* TASK OBJECTIVE:
The full set of entries, reproduced exactly, is the expected answer.

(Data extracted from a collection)
- - - - - - -

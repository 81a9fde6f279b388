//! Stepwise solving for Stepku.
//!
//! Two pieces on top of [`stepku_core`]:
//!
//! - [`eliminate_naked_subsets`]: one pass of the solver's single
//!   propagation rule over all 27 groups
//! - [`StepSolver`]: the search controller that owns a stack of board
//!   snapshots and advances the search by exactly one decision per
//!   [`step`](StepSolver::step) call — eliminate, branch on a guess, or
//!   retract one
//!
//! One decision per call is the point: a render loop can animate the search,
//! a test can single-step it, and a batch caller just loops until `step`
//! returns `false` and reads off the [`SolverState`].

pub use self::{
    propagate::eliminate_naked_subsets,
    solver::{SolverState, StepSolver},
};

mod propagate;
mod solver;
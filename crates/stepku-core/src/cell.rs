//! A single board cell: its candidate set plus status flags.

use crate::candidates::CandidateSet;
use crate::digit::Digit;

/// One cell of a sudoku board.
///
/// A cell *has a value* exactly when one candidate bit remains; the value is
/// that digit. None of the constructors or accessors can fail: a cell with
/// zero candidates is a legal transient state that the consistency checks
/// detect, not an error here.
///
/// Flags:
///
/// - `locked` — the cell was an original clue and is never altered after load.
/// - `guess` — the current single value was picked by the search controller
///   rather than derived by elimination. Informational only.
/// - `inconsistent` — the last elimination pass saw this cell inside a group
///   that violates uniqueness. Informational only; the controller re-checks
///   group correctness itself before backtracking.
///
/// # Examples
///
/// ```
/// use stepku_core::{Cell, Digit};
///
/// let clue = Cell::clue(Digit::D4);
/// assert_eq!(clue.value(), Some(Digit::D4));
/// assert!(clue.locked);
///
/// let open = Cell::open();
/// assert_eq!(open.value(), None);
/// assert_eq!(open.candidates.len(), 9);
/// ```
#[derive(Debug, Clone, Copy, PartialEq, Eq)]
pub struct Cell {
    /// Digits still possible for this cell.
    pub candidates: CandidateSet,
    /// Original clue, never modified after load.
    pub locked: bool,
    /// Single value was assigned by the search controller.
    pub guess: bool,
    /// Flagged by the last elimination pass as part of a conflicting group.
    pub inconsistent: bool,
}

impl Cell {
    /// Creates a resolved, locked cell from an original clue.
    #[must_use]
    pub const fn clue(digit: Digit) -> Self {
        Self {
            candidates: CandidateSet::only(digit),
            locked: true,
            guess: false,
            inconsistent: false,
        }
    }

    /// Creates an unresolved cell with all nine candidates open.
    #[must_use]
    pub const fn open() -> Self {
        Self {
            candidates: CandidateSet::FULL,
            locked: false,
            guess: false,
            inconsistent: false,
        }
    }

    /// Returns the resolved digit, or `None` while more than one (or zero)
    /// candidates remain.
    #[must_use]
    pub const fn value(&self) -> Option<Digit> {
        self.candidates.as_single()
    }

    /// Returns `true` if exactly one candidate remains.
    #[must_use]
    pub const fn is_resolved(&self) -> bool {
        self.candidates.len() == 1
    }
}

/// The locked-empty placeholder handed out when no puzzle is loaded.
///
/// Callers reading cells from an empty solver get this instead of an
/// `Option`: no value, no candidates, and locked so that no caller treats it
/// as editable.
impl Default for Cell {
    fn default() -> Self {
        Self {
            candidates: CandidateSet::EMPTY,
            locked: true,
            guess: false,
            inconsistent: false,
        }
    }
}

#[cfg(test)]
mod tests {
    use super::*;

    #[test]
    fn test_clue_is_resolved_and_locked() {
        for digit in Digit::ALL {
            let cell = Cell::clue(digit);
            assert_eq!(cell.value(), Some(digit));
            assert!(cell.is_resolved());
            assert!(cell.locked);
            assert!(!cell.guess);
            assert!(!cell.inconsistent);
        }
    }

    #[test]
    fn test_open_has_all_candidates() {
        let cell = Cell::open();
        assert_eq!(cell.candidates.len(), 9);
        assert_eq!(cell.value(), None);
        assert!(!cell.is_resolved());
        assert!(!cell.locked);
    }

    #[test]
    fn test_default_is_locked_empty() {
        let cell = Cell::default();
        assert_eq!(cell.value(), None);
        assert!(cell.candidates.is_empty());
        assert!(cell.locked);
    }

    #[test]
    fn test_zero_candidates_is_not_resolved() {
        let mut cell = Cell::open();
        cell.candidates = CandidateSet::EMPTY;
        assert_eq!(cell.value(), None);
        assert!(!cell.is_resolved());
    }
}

- - - - - - -

* WRITTEN SOLUTION:
repository 81a9fde6f279b388
//! Stepwise solving for Stepku.
//!
//! Two pieces on top of [`stepku_core`]:
//!
//! - [`eliminate_naked_subsets`]: one pass of the solver's single
//!   propagation rule over all 27 groups
//! - [`StepSolver`]: the search controller that owns a stack of board
//!   snapshots and advances the search by exactly one decision per
//!   [`step`](StepSolver::step) call — eliminate, branch on a guess, or
//!   retract one
//!
//! One decision per call is the point: a render loop can animate the search,
//! a test can single-step it, and a batch caller just loops until `step`
//! returns `false` and reads off the [`SolverState`].

pub use self::{
    propagate::eliminate_naked_subsets,
    solver::{SolverState, StepSolver},
};

mod propagate;
mod solver;
filename crates/stepku-core/src/cell.rs
//! A single board cell: its candidate set plus status flags.

use crate::candidates::CandidateSet;
use crate::digit::Digit;

/// One cell of a sudoku board.
///
/// A cell *has a value* exactly when one candidate bit remains; the value is
/// that digit. None of the constructors or accessors can fail: a cell with
/// zero candidates is a legal transient state that the consistency checks
/// detect, not an error here.
///
/// Flags:
///
/// - `locked` — the cell was an original clue and is never altered after load.
/// - `guess` — the current single value was picked by the search controller
///   rather than derived by elimination. Informational only.
/// - `inconsistent` — the last elimination pass saw this cell inside a group
///   that violates uniqueness. Informational only; the controller re-checks
///   group correctness itself before backtracking.
///
/// # Examples
///
/// ```
/// use stepku_core::{Cell, Digit};
///
/// let clue = Cell::clue(Digit::D4);
/// assert_eq!(clue.value(), Some(Digit::D4));
/// assert!(clue.locked);
///
/// let open = Cell::open();
/// assert_eq!(open.value(), None);
/// assert_eq!(open.candidates.len(), 9);
/// ```
#[derive(Debug, Clone, Copy, PartialEq, Eq)]
pub struct Cell {
    /// Digits still possible for this cell.
    pub candidates: CandidateSet,
    /// Original clue, never modified after load.
    pub locked: bool,
    /// Single value was assigned by the search controller.
    pub guess: bool,
    /// Flagged by the last elimination pass as part of a conflicting group.
    pub inconsistent: bool,
}

impl Cell {
    /// Creates a resolved, locked cell from an original clue.
    #[must_use]
    pub const fn clue(digit: Digit) -> Self {
        Self {
            candidates: CandidateSet::only(digit),
            locked: true,
            guess: false,
            inconsistent: false,
        }
    }

    /// Creates an unresolved cell with all nine candidates open.
    #[must_use]
    pub const fn open() -> Self {
        Self {
            candidates: CandidateSet::FULL,
            locked: false,
            guess: false,
            inconsistent: false,
        }
    }

    /// Returns the resolved digit, or `None` while more than one (or zero)
    /// candidates remain.
    #[must_use]
    pub const fn value(&self) -> Option<Digit> {
        self.candidates.as_single()
    }

    /// Returns `true` if exactly one candidate remains.
    #[must_use]
    pub const fn is_resolved(&self) -> bool {
        self.candidates.len() == 1
    }
}

/// The locked-empty placeholder handed out when no puzzle is loaded.
///
/// Callers reading cells from an empty solver get this instead of an
/// `Option`: no value, no candidates, and locked so that no caller treats it
/// as editable.
impl Default for Cell {
    fn default() -> Self {
        Self {
            candidates: CandidateSet::EMPTY,
            locked: true,
            guess: false,
            inconsistent: false,
        }
    }
}

#[cfg(test)]
mod tests {
    use super::*;

    #[test]
    fn test_clue_is_resolved_and_locked() {
        for digit in Digit::ALL {
            let cell = Cell::clue(digit);
            assert_eq!(cell.value(), Some(digit));
            assert!(cell.is_resolved());
            assert!(cell.locked);
            assert!(!cell.guess);
            assert!(!cell.inconsistent);
        }
    }

    #[test]
    fn test_open_has_all_candidates() {
        let cell = Cell::open();
        assert_eq!(cell.candidates.len(), 9);
        assert_eq!(cell.value(), None);
        assert!(!cell.is_resolved());
        assert!(!cell.locked);
    }

    #[test]
    fn test_default_is_locked_empty() {
        let cell = Cell::default();
        assert_eq!(cell.value(), None);
        assert!(cell.candidates.is_empty());
        assert!(cell.locked);
    }

    #[test]
    fn test_zero_candidates_is_not_resolved() {
        let mut cell = Cell::open();
        cell.candidates = CandidateSet::EMPTY;
        assert_eq!(cell.value(), None);
        assert!(!cell.is_resolved());
    }
}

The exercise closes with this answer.